### Problem to work on
Check each line of the listing below for the string "match", and copy the ones that have it.

### Material supplied
☆ ☆ ☆
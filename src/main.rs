use anyhow::Context;
use clap::{Parser, Subcommand};
use std::path::PathBuf;
use std::sync::Arc;

use crm_relay::integrations::http::StdinPrompt;
use crm_relay::integrations::providers;
use crm_relay::integrations::token::{demo_user_id, TokenIssuer};
use crm_relay::{AppConfig, ProviderId, RawFormFields, Session, SessionError};

#[derive(Parser)]
#[command(name = "crm-relay", version, about = "Relay contacts into a connected CRM")]
struct Cli {
    /// Config file (defaults to the platform config directory)
    #[arg(long, global = true, env = "CRM_RELAY_CONFIG")]
    config: Option<PathBuf>,

    #[command(subcommand)]
    command: Command,
}

#[derive(Subcommand)]
enum Command {
    /// List the CRMs that can be connected
    Providers,
    /// Print a freshly issued gateway token
    Token {
        #[arg(long)]
        user_name: Option<String>,
    },
    /// Connect a CRM and create one contact in it
    Send {
        #[arg(long)]
        provider: ProviderId,
        #[arg(long)]
        name: String,
        #[arg(long)]
        email: String,
        #[arg(long)]
        phone: Option<String>,
        #[arg(long)]
        company: String,
        #[arg(long)]
        pronouns: Option<String>,
        /// Also print the raw run result
        #[arg(long)]
        details: bool,
    },
}

fn load_config(path: Option<PathBuf>) -> anyhow::Result<AppConfig> {
    let path = match path {
        Some(p) => p,
        None => AppConfig::default_path()?,
    };
    log::debug!("Using config {}", path.display());
    Ok(AppConfig::load(&path))
}

async fn send(config: &AppConfig, provider: ProviderId, raw: RawFormFields, details: bool) -> anyhow::Result<()> {
    let session = Session::bootstrap(config, Arc::new(StdinPrompt)).context("failed to start session")?;

    session.connect(provider).await?;
    println!("✓ Connected to {}", provider.display_name());
    println!("Sending to {}...", provider.display_name());

    match session.submit(raw).await {
        Ok(_) => {}
        Err(SessionError::ValidationFailed(errors)) => {
            for (field, error) in errors.iter() {
                eprintln!("⚠ {}: {}", field, error.message);
            }
            anyhow::bail!("contact form is invalid");
        }
        Err(e @ SessionError::RemoteFlowError(_)) => {
            if let Some(outcome) = session.outcome() {
                eprintln!("{}", outcome.render());
            }
            return Err(e.into());
        }
        Err(e) => return Err(e.into()),
    }

    if let Some(outcome) = session.outcome() {
        println!("{}", outcome.render());
        if details {
            if let Some(raw) = outcome.details() {
                println!("{}", raw);
            }
        }
    }
    Ok(())
}

#[tokio::main]
async fn main() -> anyhow::Result<()> {
    env_logger::init();
    let cli = Cli::parse();

    match cli.command {
        Command::Providers => {
            for p in providers() {
                println!("{:<10} {:<10} {}", p.id, p.name, p.description);
            }
        }
        Command::Token { user_name } => {
            let config = load_config(cli.config)?;
            let issuer = TokenIssuer::from_config(&config)?;
            let user_name = user_name.unwrap_or_else(|| config.user_name.clone());
            println!("{}", issuer.issue(&demo_user_id(), &user_name)?);
        }
        Command::Send {
            provider,
            name,
            email,
            phone,
            company,
            pronouns,
            details,
        } => {
            let config = load_config(cli.config)?;
            let raw = RawFormFields {
                name,
                email,
                phone,
                company,
                pronouns,
            };
            send(&config, provider, raw, details).await?;
        }
    }

    Ok(())
}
☆ ☆ ☆
### Exercise response
    let path = match path {
    match session.submit(raw).await {
    match cli.command {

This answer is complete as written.